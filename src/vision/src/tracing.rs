// Copyright 2025 Google LLC
//
// Licensed under the Apache License, Version 2.0 (the "License");
// you may not use this file except in compliance with the License.
// You may obtain a copy of the License at
//
//     https://www.apache.org/licenses/LICENSE-2.0
//
// Unless required by applicable law or agreed to in writing, software
// distributed under the License is distributed on an "AS IS" BASIS,
// WITHOUT WARRANTIES OR CONDITIONS OF ANY KIND, either express or implied.
// See the License for the specific language governing permissions and
// limitations under the License.

use crate::Result;

/// Implements a [ProductSearch](super::stub::ProductSearch) decorator for logging and tracing.
#[derive(Clone, Debug)]
pub struct ProductSearch<T>
where
    T: super::stub::ProductSearch + std::fmt::Debug + Send + Sync,
{
    inner: T,
}

impl<T> ProductSearch<T>
where
    T: super::stub::ProductSearch + std::fmt::Debug + Send + Sync,
{
    pub fn new(inner: T) -> Self {
        Self { inner }
    }
}

impl<T> super::stub::ProductSearch for ProductSearch<T>
where
    T: super::stub::ProductSearch + std::fmt::Debug + Send + Sync,
{
    #[tracing::instrument(ret)]
    async fn create_product_set(
        &self,
        req: crate::model::CreateProductSetRequest,
        options: gax::options::RequestOptions,
    ) -> Result<crate::model::ProductSet> {
        self.inner.create_product_set(req, options).await
    }

    #[tracing::instrument(ret)]
    async fn list_product_sets(
        &self,
        req: crate::model::ListProductSetsRequest,
        options: gax::options::RequestOptions,
    ) -> Result<crate::model::ListProductSetsResponse> {
        self.inner.list_product_sets(req, options).await
    }

    #[tracing::instrument(ret)]
    async fn get_product_set(
        &self,
        req: crate::model::GetProductSetRequest,
        options: gax::options::RequestOptions,
    ) -> Result<crate::model::ProductSet> {
        self.inner.get_product_set(req, options).await
    }

    #[tracing::instrument(ret)]
    async fn update_product_set(
        &self,
        req: crate::model::UpdateProductSetRequest,
        options: gax::options::RequestOptions,
    ) -> Result<crate::model::ProductSet> {
        self.inner.update_product_set(req, options).await
    }

    #[tracing::instrument(ret)]
    async fn delete_product_set(
        &self,
        req: crate::model::DeleteProductSetRequest,
        options: gax::options::RequestOptions,
    ) -> Result<()> {
        self.inner.delete_product_set(req, options).await
    }

    #[tracing::instrument(ret)]
    async fn create_product(
        &self,
        req: crate::model::CreateProductRequest,
        options: gax::options::RequestOptions,
    ) -> Result<crate::model::Product> {
        self.inner.create_product(req, options).await
    }

    #[tracing::instrument(ret)]
    async fn list_products(
        &self,
        req: crate::model::ListProductsRequest,
        options: gax::options::RequestOptions,
    ) -> Result<crate::model::ListProductsResponse> {
        self.inner.list_products(req, options).await
    }

    #[tracing::instrument(ret)]
    async fn get_product(
        &self,
        req: crate::model::GetProductRequest,
        options: gax::options::RequestOptions,
    ) -> Result<crate::model::Product> {
        self.inner.get_product(req, options).await
    }

    #[tracing::instrument(ret)]
    async fn update_product(
        &self,
        req: crate::model::UpdateProductRequest,
        options: gax::options::RequestOptions,
    ) -> Result<crate::model::Product> {
        self.inner.update_product(req, options).await
    }

    #[tracing::instrument(ret)]
    async fn delete_product(
        &self,
        req: crate::model::DeleteProductRequest,
        options: gax::options::RequestOptions,
    ) -> Result<()> {
        self.inner.delete_product(req, options).await
    }

    #[tracing::instrument(ret)]
    async fn create_reference_image(
        &self,
        req: crate::model::CreateReferenceImageRequest,
        options: gax::options::RequestOptions,
    ) -> Result<crate::model::ReferenceImage> {
        self.inner.create_reference_image(req, options).await
    }

    #[tracing::instrument(ret)]
    async fn delete_reference_image(
        &self,
        req: crate::model::DeleteReferenceImageRequest,
        options: gax::options::RequestOptions,
    ) -> Result<()> {
        self.inner.delete_reference_image(req, options).await
    }

    #[tracing::instrument(ret)]
    async fn list_reference_images(
        &self,
        req: crate::model::ListReferenceImagesRequest,
        options: gax::options::RequestOptions,
    ) -> Result<crate::model::ListReferenceImagesResponse> {
        self.inner.list_reference_images(req, options).await
    }

    #[tracing::instrument(ret)]
    async fn get_reference_image(
        &self,
        req: crate::model::GetReferenceImageRequest,
        options: gax::options::RequestOptions,
    ) -> Result<crate::model::ReferenceImage> {
        self.inner.get_reference_image(req, options).await
    }

    #[tracing::instrument(ret)]
    async fn add_product_to_product_set(
        &self,
        req: crate::model::AddProductToProductSetRequest,
        options: gax::options::RequestOptions,
    ) -> Result<()> {
        self.inner.add_product_to_product_set(req, options).await
    }

    #[tracing::instrument(ret)]
    async fn remove_product_from_product_set(
        &self,
        req: crate::model::RemoveProductFromProductSetRequest,
        options: gax::options::RequestOptions,
    ) -> Result<()> {
        self.inner.remove_product_from_product_set(req, options).await
    }

    #[tracing::instrument(ret)]
    async fn list_products_in_product_set(
        &self,
        req: crate::model::ListProductsInProductSetRequest,
        options: gax::options::RequestOptions,
    ) -> Result<crate::model::ListProductsInProductSetResponse> {
        self.inner.list_products_in_product_set(req, options).await
    }

    #[tracing::instrument(ret)]
    async fn import_product_sets(
        &self,
        req: crate::model::ImportProductSetsRequest,
        options: gax::options::RequestOptions,
    ) -> Result<lro::model::Operation> {
        self.inner.import_product_sets(req, options).await
    }

    #[tracing::instrument(ret)]
    async fn purge_products(
        &self,
        req: crate::model::PurgeProductsRequest,
        options: gax::options::RequestOptions,
    ) -> Result<lro::model::Operation> {
        self.inner.purge_products(req, options).await
    }

    #[tracing::instrument(ret)]
    async fn get_operation(
        &self,
        req: lro::model::GetOperationRequest,
        options: gax::options::RequestOptions,
    ) -> Result<lro::model::Operation> {
        self.inner.get_operation(req, options).await
    }

    #[tracing::instrument(ret)]
    async fn cancel_operation(
        &self,
        req: lro::model::CancelOperationRequest,
        options: gax::options::RequestOptions,
    ) -> Result<()> {
        self.inner.cancel_operation(req, options).await
    }
}

/// Implements a [ImageAnnotator](super::stub::ImageAnnotator) decorator for logging and tracing.
#[derive(Clone, Debug)]
pub struct ImageAnnotator<T>
where
    T: super::stub::ImageAnnotator + std::fmt::Debug + Send + Sync,
{
    inner: T,
}

impl<T> ImageAnnotator<T>
where
    T: super::stub::ImageAnnotator + std::fmt::Debug + Send + Sync,
{
    pub fn new(inner: T) -> Self {
        Self { inner }
    }
}

impl<T> super::stub::ImageAnnotator for ImageAnnotator<T>
where
    T: super::stub::ImageAnnotator + std::fmt::Debug + Send + Sync,
{
    #[tracing::instrument(ret)]
    async fn batch_annotate_images(
        &self,
        req: crate::model::BatchAnnotateImagesRequest,
        options: gax::options::RequestOptions,
    ) -> Result<crate::model::BatchAnnotateImagesResponse> {
        self.inner.batch_annotate_images(req, options).await
    }

    #[tracing::instrument(ret)]
    async fn batch_annotate_files(
        &self,
        req: crate::model::BatchAnnotateFilesRequest,
        options: gax::options::RequestOptions,
    ) -> Result<crate::model::BatchAnnotateFilesResponse> {
        self.inner.batch_annotate_files(req, options).await
    }

    #[tracing::instrument(ret)]
    async fn async_batch_annotate_images(
        &self,
        req: crate::model::AsyncBatchAnnotateImagesRequest,
        options: gax::options::RequestOptions,
    ) -> Result<lro::model::Operation> {
        self.inner.async_batch_annotate_images(req, options).await
    }

    #[tracing::instrument(ret)]
    async fn async_batch_annotate_files(
        &self,
        req: crate::model::AsyncBatchAnnotateFilesRequest,
        options: gax::options::RequestOptions,
    ) -> Result<lro::model::Operation> {
        self.inner.async_batch_annotate_files(req, options).await
    }

    #[tracing::instrument(ret)]
    async fn get_operation(
        &self,
        req: lro::model::GetOperationRequest,
        options: gax::options::RequestOptions,
    ) -> Result<lro::model::Operation> {
        self.inner.get_operation(req, options).await
    }

    #[tracing::instrument(ret)]
    async fn cancel_operation(
        &self,
        req: lro::model::CancelOperationRequest,
        options: gax::options::RequestOptions,
    ) -> Result<()> {
        self.inner.cancel_operation(req, options).await
    }
}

_THE PROBLEM:_ Scan the material above for the string "Implements", and copy every line where it is found.

_COMPLETED EXERCISE:_
/// Implements a [ProductSearch](super::stub::ProductSearch) decorator for logging and tracing.
/// Implements a [ImageAnnotator](super::stub::ImageAnnotator) decorator for logging and tracing.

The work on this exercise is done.